(Exercise directions)
Give back every record below precisely as written.

(Information shown)
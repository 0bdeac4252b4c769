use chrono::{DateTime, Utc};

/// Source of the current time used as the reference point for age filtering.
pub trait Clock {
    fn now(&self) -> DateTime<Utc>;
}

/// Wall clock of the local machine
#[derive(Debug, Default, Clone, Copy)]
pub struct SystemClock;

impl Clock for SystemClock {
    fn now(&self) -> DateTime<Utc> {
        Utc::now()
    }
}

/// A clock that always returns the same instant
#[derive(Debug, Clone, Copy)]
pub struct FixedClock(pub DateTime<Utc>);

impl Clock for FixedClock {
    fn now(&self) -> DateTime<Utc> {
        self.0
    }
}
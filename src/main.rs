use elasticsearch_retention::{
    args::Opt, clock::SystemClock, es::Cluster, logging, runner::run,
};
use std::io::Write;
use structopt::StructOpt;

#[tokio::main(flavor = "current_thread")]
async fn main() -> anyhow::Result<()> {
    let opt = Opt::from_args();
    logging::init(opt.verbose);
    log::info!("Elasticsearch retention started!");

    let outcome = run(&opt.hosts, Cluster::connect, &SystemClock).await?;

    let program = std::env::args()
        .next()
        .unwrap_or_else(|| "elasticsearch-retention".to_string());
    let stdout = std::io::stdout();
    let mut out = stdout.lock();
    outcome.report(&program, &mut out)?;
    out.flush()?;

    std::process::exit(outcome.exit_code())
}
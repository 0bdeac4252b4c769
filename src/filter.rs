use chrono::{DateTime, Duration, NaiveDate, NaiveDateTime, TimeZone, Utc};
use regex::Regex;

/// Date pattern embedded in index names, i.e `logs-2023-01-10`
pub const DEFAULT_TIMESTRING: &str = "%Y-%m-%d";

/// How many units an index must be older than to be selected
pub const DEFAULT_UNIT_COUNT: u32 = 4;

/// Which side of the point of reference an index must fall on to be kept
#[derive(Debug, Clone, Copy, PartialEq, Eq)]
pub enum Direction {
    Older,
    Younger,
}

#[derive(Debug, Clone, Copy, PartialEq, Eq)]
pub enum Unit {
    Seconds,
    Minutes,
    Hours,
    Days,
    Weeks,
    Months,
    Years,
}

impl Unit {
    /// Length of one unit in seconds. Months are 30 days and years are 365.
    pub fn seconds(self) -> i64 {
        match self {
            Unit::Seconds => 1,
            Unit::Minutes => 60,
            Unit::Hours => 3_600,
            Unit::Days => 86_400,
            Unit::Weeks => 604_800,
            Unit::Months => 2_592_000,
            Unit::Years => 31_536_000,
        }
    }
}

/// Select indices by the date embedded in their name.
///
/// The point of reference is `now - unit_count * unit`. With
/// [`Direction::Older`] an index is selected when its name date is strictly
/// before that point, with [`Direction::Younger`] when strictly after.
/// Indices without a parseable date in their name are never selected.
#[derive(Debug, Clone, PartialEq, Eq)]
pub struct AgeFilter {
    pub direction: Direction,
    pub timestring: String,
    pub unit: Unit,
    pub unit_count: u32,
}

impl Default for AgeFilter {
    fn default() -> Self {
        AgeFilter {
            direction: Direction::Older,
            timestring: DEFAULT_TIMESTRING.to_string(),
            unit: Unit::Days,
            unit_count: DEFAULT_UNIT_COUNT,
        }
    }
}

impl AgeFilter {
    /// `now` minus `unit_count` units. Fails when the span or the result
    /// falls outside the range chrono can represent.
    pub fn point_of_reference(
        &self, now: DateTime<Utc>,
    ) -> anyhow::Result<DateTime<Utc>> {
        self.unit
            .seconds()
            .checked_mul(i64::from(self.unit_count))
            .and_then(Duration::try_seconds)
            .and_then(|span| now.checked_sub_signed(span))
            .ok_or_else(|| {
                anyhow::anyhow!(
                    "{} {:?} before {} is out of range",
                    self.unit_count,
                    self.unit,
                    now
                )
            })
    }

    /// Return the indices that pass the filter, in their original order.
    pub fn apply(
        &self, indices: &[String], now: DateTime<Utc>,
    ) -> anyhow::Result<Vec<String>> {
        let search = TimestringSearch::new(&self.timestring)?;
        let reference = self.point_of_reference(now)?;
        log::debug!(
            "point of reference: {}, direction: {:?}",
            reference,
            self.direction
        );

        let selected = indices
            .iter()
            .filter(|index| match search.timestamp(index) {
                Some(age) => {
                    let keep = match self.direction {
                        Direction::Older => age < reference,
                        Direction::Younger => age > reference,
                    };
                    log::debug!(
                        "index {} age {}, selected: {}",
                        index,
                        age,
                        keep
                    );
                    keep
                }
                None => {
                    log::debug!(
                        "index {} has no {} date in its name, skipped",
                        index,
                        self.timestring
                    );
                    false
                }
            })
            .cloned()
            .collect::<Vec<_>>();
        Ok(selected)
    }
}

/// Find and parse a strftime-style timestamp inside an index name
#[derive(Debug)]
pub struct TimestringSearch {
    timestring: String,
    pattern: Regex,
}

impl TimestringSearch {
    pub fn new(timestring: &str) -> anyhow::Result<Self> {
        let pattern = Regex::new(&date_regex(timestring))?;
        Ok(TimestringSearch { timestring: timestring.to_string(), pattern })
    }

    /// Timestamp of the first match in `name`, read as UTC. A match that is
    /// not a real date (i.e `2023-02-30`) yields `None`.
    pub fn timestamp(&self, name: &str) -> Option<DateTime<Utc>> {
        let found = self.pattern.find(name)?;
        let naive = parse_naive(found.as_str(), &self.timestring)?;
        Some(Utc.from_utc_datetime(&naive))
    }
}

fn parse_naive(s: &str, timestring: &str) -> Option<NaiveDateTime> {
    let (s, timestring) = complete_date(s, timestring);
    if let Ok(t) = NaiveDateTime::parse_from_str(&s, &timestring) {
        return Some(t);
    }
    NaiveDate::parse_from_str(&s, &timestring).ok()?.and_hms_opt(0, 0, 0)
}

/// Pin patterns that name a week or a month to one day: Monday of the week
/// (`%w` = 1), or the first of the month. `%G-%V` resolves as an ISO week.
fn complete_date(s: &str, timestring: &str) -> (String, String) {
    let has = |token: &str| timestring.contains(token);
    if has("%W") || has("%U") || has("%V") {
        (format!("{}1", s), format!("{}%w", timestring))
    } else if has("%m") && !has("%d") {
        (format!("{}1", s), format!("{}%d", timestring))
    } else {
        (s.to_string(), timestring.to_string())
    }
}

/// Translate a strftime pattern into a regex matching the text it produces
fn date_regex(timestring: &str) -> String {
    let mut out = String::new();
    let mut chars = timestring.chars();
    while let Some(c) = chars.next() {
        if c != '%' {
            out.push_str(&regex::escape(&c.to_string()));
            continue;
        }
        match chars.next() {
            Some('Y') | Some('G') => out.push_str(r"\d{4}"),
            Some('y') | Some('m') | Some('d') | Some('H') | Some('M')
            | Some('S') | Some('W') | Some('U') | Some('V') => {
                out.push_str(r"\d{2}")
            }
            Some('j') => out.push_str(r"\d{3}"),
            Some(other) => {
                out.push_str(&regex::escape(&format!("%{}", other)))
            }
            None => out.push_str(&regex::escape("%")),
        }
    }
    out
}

(Your solution)
repository 0bdeac4252b4c769
use chrono::{DateTime, Utc};

/// Source of the current time used as the reference point for age filtering.
pub trait Clock {
    fn now(&self) -> DateTime<Utc>;
}

/// Wall clock of the local machine
#[derive(Debug, Default, Clone, Copy)]
pub struct SystemClock;

impl Clock for SystemClock {
    fn now(&self) -> DateTime<Utc> {
        Utc::now()
    }
}

/// A clock that always returns the same instant
#[derive(Debug, Clone, Copy)]
pub struct FixedClock(pub DateTime<Utc>);

impl Clock for FixedClock {
    fn now(&self) -> DateTime<Utc> {
        self.0
    }
}
filename src/main.rs
use elasticsearch_retention::{
    args::Opt, clock::SystemClock, es::Cluster, logging, runner::run,
};
use std::io::Write;
use structopt::StructOpt;

#[tokio::main(flavor = "current_thread")]
async fn main() -> anyhow::Result<()> {
    let opt = Opt::from_args();
    logging::init(opt.verbose);
    log::info!("Elasticsearch retention started!");

    let outcome = run(&opt.hosts, Cluster::connect, &SystemClock).await?;

    let program = std::env::args()
        .next()
        .unwrap_or_else(|| "elasticsearch-retention".to_string());
    let stdout = std::io::stdout();
    let mut out = stdout.lock();
    outcome.report(&program, &mut out)?;
    out.flush()?;

    std::process::exit(outcome.exit_code())
}
repository 0bdeac4252b4c769
filename src/filter.rs
use chrono::{DateTime, Duration, NaiveDate, NaiveDateTime, TimeZone, Utc};
use regex::Regex;

/// Date pattern embedded in index names, i.e `logs-2023-01-10`
pub const DEFAULT_TIMESTRING: &str = "%Y-%m-%d";

/// How many units an index must be older than to be selected
pub const DEFAULT_UNIT_COUNT: u32 = 4;

/// Which side of the point of reference an index must fall on to be kept
#[derive(Debug, Clone, Copy, PartialEq, Eq)]
pub enum Direction {
    Older,
    Younger,
}

#[derive(Debug, Clone, Copy, PartialEq, Eq)]
pub enum Unit {
    Seconds,
    Minutes,
    Hours,
    Days,
    Weeks,
    Months,
    Years,
}

impl Unit {
    /// Length of one unit in seconds. Months are 30 days and years are 365.
    pub fn seconds(self) -> i64 {
        match self {
            Unit::Seconds => 1,
            Unit::Minutes => 60,
            Unit::Hours => 3_600,
            Unit::Days => 86_400,
            Unit::Weeks => 604_800,
            Unit::Months => 2_592_000,
            Unit::Years => 31_536_000,
        }
    }
}

/// Select indices by the date embedded in their name.
///
/// The point of reference is `now - unit_count * unit`. With
/// [`Direction::Older`] an index is selected when its name date is strictly
/// before that point, with [`Direction::Younger`] when strictly after.
/// Indices without a parseable date in their name are never selected.
#[derive(Debug, Clone, PartialEq, Eq)]
pub struct AgeFilter {
    pub direction: Direction,
    pub timestring: String,
    pub unit: Unit,
    pub unit_count: u32,
}

impl Default for AgeFilter {
    fn default() -> Self {
        AgeFilter {
            direction: Direction::Older,
            timestring: DEFAULT_TIMESTRING.to_string(),
            unit: Unit::Days,
            unit_count: DEFAULT_UNIT_COUNT,
        }
    }
}

impl AgeFilter {
    /// `now` minus `unit_count` units. Fails when the span or the result
    /// falls outside the range chrono can represent.
    pub fn point_of_reference(
        &self, now: DateTime<Utc>,
    ) -> anyhow::Result<DateTime<Utc>> {
        self.unit
            .seconds()
            .checked_mul(i64::from(self.unit_count))
            .and_then(Duration::try_seconds)
            .and_then(|span| now.checked_sub_signed(span))
            .ok_or_else(|| {
                anyhow::anyhow!(
                    "{} {:?} before {} is out of range",
                    self.unit_count,
                    self.unit,
                    now
                )
            })
    }

    /// Return the indices that pass the filter, in their original order.
    pub fn apply(
        &self, indices: &[String], now: DateTime<Utc>,
    ) -> anyhow::Result<Vec<String>> {
        let search = TimestringSearch::new(&self.timestring)?;
        let reference = self.point_of_reference(now)?;
        log::debug!(
            "point of reference: {}, direction: {:?}",
            reference,
            self.direction
        );

        let selected = indices
            .iter()
            .filter(|index| match search.timestamp(index) {
                Some(age) => {
                    let keep = match self.direction {
                        Direction::Older => age < reference,
                        Direction::Younger => age > reference,
                    };
                    log::debug!(
                        "index {} age {}, selected: {}",
                        index,
                        age,
                        keep
                    );
                    keep
                }
                None => {
                    log::debug!(
                        "index {} has no {} date in its name, skipped",
                        index,
                        self.timestring
                    );
                    false
                }
            })
            .cloned()
            .collect::<Vec<_>>();
        Ok(selected)
    }
}

/// Find and parse a strftime-style timestamp inside an index name
#[derive(Debug)]
pub struct TimestringSearch {
    timestring: String,
    pattern: Regex,
}

impl TimestringSearch {
    pub fn new(timestring: &str) -> anyhow::Result<Self> {
        let pattern = Regex::new(&date_regex(timestring))?;
        Ok(TimestringSearch { timestring: timestring.to_string(), pattern })
    }

    /// Timestamp of the first match in `name`, read as UTC. A match that is
    /// not a real date (i.e `2023-02-30`) yields `None`.
    pub fn timestamp(&self, name: &str) -> Option<DateTime<Utc>> {
        let found = self.pattern.find(name)?;
        let naive = parse_naive(found.as_str(), &self.timestring)?;
        Some(Utc.from_utc_datetime(&naive))
    }
}

fn parse_naive(s: &str, timestring: &str) -> Option<NaiveDateTime> {
    let (s, timestring) = complete_date(s, timestring);
    if let Ok(t) = NaiveDateTime::parse_from_str(&s, &timestring) {
        return Some(t);
    }
    NaiveDate::parse_from_str(&s, &timestring).ok()?.and_hms_opt(0, 0, 0)
}

/// Pin patterns that name a week or a month to one day: Monday of the week
/// (`%w` = 1), or the first of the month. `%G-%V` resolves as an ISO week.
fn complete_date(s: &str, timestring: &str) -> (String, String) {
    let has = |token: &str| timestring.contains(token);
    if has("%W") || has("%U") || has("%V") {
        (format!("{}1", s), format!("{}%w", timestring))
    } else if has("%m") && !has("%d") {
        (format!("{}1", s), format!("{}%d", timestring))
    } else {
        (s.to_string(), timestring.to_string())
    }
}

/// Translate a strftime pattern into a regex matching the text it produces
fn date_regex(timestring: &str) -> String {
    let mut out = String::new();
    let mut chars = timestring.chars();
    while let Some(c) = chars.next() {
        if c != '%' {
            out.push_str(&regex::escape(&c.to_string()));
            continue;
        }
        match chars.next() {
            Some('Y') | Some('G') => out.push_str(r"\d{4}"),
            Some('y') | Some('m') | Some('d') | Some('H') | Some('M')
            | Some('S') | Some('W') | Some('U') | Some('V') => {
                out.push_str(r"\d{2}")
            }
            Some('j') => out.push_str(r"\d{3}"),
            Some(other) => {
                out.push_str(&regex::escape(&format!("%{}", other)))
            }
            None => out.push_str(&regex::escape("%")),
        }
    }
    out
}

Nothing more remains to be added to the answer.